Brief>
Report each line of the entries below that has the word "fallback" in it.

Data to use>
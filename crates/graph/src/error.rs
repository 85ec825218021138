use thiserror::Error;

pub type Result<T> = std::result::Result<T, GraphError>;

#[derive(Error, Debug)]
pub enum GraphError {
    #[error("Node not found: {0}")]
    NodeNotFound(String),

    #[error("Invalid component id: {0}")]
    InvalidId(String),

    #[error("{0}")]
    Other(String),
}
//! # Depwarden Summary
//!
//! Lock-protected, file-backed store that aggregates the results of many
//! command invocations and renders them to Markdown.
//!
//! ```text
//! record(data, index?, args?)
//!     │
//!     ├──> FileLock on <summary-root>/.locks
//!     ├──> file name: sha1(args) | <random>-data | <random>.sarif
//!     └──> atomic write
//!
//! generate_markdown()
//!     ├──> data files (insertion order)
//!     ├──> SummaryRenderer::render
//!     └──> <details> wrapper → markdown.md
//! ```

mod error;
mod filename;
mod index;
mod markdown;
mod render;
mod store;
mod upload;

pub use error::{Result, SummaryError};
pub use filename::{
    determine_file_name, hashed_file_name, FileName, DATA_FILE_SUFFIX, SARIF_FILE_SUFFIX,
};
pub use index::SummaryIndex;
pub use markdown::{probe_extended_summary, wrap_details, MarkdownConfig};
pub use render::{read_json_file, SummaryRenderer};
pub use store::{
    indexed_file_paths, CommandSummary, IndexedFiles, FINAL_MARKDOWN_FILE, SUMMARY_ROOT_DIR,
};
pub use upload::{
    FileTree, UploadResult, UploadResults, UploadSummaryRenderer, MAX_FILES_IN_TREE,
    UPLOAD_COMMAND,
};
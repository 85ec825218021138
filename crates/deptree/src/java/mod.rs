mod deptree_file;
pub(crate) mod gradle;
pub(crate) mod maven;

use std::path::Path;

/// `<dir>/<wrapper>` when requested and present, otherwise `fallback` from
/// the PATH.
fn wrapper_or(dir: &Path, use_wrapper: bool, wrapper: &str, fallback: &str) -> String {
    if use_wrapper {
        let candidates = if cfg!(windows) {
            vec![
                dir.join(format!("{wrapper}.cmd")),
                dir.join(format!("{wrapper}.bat")),
            ]
        } else {
            vec![dir.join(wrapper)]
        };
        if let Some(found) = candidates.iter().find(|path| path.is_file()) {
            return found.display().to_string();
        }
        log::debug!("No {wrapper} in {}; using {fallback}", dir.display());
    }
    fallback.to_string()
}

#[cfg(test)]
mod tests {
    use super::*;
    use tempfile::TempDir;

    #[cfg(unix)]
    #[test]
    fn wrapper_is_used_only_when_present_and_requested() {
        let dir = TempDir::new().unwrap();
        assert_eq!(wrapper_or(dir.path(), true, "mvnw", "mvn"), "mvn");
        std::fs::write(dir.path().join("mvnw"), "#!/bin/sh\n").unwrap();
        assert_eq!(wrapper_or(dir.path(), false, "mvnw", "mvn"), "mvn");
        assert_eq!(
            wrapper_or(dir.path(), true, "mvnw", "mvn"),
            dir.path().join("mvnw").display().to_string()
        );
    }
}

Answer space>
/// `<dir>/<wrapper>` when requested and present, otherwise `fallback` from
fn wrapper_or(dir: &Path, use_wrapper: bool, wrapper: &str, fallback: &str) -> String {
        log::debug!("No {wrapper} in {}; using {fallback}", dir.display());
    fallback.to_string()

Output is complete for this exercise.